___ DATA RECORDS ___

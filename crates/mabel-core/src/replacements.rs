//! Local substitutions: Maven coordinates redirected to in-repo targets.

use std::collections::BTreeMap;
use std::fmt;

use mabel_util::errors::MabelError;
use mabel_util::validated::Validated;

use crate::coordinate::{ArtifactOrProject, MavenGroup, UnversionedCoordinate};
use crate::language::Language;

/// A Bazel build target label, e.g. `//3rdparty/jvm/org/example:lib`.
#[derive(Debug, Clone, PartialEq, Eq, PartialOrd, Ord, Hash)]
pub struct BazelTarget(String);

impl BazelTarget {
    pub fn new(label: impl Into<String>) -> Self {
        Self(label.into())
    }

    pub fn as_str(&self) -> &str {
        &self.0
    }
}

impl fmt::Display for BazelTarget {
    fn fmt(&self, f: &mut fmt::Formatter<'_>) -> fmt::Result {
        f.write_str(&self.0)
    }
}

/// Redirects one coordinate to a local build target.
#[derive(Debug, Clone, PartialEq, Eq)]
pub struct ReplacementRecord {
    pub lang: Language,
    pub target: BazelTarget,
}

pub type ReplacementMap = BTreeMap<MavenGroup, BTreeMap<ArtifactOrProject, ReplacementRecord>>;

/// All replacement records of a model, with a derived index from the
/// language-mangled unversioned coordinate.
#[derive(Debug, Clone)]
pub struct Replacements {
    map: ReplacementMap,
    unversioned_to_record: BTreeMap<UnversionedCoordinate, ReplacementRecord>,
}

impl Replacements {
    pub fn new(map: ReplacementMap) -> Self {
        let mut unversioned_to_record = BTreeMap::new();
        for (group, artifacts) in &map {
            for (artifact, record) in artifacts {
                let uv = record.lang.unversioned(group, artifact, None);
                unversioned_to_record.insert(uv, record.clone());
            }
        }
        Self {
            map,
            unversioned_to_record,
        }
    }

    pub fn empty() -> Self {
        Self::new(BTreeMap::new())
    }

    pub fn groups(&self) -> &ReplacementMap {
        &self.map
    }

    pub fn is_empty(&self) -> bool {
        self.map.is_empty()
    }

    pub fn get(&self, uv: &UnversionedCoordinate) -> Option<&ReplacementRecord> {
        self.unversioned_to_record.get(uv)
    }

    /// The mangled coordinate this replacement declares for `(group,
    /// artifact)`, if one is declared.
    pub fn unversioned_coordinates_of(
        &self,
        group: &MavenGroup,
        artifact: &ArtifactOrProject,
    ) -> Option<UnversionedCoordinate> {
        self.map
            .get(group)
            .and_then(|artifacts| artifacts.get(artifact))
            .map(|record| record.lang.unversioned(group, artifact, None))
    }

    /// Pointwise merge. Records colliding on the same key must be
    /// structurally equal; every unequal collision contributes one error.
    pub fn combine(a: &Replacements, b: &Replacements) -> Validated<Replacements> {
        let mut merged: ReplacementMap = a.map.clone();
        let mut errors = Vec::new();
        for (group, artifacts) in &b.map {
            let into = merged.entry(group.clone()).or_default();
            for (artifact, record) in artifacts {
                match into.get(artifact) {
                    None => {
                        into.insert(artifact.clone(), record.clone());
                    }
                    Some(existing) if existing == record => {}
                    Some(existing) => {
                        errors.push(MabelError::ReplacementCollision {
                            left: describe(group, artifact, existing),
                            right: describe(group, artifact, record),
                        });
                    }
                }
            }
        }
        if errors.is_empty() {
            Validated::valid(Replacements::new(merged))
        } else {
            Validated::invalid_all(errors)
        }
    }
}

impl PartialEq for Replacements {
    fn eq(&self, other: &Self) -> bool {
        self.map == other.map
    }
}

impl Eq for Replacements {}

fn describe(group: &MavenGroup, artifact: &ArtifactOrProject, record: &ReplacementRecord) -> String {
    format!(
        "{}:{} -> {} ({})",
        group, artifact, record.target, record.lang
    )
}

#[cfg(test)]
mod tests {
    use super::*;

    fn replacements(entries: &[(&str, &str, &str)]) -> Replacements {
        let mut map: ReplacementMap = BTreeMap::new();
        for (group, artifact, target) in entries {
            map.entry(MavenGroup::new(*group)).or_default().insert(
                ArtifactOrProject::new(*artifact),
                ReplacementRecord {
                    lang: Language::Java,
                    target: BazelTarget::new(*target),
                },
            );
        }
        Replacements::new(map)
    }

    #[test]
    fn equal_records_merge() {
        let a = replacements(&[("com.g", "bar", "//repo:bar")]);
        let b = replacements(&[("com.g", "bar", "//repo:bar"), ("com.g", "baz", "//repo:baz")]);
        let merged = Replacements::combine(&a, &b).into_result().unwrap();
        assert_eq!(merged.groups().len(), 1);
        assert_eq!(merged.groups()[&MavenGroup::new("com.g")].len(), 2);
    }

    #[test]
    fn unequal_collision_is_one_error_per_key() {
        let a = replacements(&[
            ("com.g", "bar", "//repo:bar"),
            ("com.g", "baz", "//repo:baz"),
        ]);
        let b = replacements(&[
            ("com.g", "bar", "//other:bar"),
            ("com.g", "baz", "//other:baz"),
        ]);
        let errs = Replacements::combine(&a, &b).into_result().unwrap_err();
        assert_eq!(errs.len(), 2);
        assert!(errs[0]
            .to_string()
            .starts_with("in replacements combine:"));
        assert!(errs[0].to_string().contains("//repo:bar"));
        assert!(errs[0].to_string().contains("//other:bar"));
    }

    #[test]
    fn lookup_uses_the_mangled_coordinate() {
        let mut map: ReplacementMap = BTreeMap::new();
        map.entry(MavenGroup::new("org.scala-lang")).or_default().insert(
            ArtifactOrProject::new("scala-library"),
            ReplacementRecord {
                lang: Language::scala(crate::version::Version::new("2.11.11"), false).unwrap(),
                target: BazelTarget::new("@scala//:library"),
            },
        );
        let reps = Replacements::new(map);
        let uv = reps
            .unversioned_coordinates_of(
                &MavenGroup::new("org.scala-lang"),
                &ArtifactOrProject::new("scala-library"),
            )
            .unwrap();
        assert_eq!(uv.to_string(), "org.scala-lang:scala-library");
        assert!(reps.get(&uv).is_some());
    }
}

___
___ DATA RECORDS ___

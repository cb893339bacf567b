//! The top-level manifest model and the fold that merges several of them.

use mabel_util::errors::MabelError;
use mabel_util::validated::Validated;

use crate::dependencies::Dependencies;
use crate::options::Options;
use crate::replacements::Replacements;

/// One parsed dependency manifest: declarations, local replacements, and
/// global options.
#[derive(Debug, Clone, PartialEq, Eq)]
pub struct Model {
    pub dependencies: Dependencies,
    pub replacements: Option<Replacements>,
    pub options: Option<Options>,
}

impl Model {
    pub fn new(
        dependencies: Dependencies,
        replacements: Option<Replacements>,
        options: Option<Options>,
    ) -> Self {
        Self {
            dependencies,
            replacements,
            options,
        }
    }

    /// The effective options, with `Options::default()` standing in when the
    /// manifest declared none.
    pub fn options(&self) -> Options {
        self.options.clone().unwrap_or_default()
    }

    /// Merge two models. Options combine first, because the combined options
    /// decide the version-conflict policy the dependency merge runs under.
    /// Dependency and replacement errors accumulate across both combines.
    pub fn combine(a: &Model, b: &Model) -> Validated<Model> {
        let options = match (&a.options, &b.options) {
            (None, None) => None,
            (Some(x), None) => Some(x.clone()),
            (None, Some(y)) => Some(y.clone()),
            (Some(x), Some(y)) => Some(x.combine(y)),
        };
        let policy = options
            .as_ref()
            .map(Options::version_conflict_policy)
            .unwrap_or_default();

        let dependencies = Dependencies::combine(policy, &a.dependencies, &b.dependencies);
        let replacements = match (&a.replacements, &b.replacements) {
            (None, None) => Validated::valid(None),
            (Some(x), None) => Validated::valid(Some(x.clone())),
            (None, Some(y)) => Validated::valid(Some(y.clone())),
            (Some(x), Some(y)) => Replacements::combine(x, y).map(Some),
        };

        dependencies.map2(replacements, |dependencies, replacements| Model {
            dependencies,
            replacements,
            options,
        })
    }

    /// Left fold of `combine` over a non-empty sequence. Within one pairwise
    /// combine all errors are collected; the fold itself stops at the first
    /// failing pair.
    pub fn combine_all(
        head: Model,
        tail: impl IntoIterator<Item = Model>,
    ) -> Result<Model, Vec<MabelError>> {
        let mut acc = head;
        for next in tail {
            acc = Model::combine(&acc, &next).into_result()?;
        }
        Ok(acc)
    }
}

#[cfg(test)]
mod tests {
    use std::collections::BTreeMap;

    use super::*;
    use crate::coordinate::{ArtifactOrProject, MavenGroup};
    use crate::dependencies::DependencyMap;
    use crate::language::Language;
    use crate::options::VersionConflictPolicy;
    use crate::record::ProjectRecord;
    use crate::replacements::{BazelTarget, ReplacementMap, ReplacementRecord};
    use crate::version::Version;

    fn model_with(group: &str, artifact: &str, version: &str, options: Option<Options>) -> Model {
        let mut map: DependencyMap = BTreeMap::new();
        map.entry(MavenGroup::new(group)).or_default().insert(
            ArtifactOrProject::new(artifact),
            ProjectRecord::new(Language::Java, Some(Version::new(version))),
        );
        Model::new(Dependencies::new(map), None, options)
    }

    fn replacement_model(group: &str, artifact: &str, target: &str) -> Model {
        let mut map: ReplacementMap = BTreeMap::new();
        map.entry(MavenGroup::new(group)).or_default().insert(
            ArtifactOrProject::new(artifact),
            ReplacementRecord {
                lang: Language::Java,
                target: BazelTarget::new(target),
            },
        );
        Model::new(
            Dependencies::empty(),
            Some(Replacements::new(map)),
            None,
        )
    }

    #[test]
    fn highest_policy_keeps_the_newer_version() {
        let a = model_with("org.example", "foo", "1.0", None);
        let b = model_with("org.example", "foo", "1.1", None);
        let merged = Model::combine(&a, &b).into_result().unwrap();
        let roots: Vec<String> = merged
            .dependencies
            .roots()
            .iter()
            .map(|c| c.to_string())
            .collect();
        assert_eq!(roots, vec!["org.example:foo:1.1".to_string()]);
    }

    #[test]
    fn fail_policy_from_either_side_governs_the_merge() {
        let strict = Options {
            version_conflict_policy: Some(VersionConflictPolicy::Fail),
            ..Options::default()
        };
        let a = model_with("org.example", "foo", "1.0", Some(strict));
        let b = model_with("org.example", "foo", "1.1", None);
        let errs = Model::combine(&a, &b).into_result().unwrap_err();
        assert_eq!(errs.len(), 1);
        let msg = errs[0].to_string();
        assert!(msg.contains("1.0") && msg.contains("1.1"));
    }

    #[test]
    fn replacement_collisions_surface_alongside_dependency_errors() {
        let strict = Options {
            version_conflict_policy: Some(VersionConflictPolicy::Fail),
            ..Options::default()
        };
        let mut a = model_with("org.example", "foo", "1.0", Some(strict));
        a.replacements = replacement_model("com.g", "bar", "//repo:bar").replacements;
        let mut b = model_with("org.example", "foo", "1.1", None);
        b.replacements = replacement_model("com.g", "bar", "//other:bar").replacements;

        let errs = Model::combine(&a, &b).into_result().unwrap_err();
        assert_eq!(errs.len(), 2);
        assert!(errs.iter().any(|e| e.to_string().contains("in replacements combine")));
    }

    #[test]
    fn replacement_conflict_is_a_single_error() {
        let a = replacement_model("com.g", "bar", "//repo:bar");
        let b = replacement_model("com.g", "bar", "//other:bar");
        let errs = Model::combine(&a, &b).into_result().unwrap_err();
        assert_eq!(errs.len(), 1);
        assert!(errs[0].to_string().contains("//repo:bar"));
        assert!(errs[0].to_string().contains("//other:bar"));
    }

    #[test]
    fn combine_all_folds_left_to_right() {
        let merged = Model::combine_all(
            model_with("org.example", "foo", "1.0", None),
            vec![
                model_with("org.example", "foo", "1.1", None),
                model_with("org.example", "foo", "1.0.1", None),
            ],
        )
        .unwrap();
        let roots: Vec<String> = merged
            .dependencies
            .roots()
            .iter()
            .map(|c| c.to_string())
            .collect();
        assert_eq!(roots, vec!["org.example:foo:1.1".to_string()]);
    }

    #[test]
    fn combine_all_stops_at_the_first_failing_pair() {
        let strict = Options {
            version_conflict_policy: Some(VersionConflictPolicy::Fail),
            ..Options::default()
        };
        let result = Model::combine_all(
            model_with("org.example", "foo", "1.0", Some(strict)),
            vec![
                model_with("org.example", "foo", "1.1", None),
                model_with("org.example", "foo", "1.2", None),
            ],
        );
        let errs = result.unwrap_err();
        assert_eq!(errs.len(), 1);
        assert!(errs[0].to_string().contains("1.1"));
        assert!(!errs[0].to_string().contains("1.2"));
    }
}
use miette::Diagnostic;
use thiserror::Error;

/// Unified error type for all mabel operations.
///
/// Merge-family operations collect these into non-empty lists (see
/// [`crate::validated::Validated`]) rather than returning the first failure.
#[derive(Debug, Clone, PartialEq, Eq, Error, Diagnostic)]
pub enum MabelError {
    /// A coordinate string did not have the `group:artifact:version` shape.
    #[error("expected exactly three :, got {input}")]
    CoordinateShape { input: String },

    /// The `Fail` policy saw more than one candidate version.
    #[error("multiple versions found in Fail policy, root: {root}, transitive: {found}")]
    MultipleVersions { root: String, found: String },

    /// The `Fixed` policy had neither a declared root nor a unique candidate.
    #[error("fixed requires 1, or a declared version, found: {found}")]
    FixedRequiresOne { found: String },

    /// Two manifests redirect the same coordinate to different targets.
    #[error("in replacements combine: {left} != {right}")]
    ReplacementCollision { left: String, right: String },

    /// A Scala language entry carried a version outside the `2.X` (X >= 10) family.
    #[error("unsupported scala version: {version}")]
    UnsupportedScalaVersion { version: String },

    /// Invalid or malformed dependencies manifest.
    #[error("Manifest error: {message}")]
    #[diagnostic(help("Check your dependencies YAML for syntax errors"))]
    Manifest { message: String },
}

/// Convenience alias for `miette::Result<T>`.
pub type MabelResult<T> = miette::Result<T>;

___

- [TASK BRIEF]: Search the entries for the word "describe", then gather every line that has it.

- [EXPECTED ANSWER]:
                            left: describe(group, artifact, existing),
                            right: describe(group, artifact, record),
fn describe(group: &MavenGroup, artifact: &ArtifactOrProject, record: &ReplacementRecord) -> String {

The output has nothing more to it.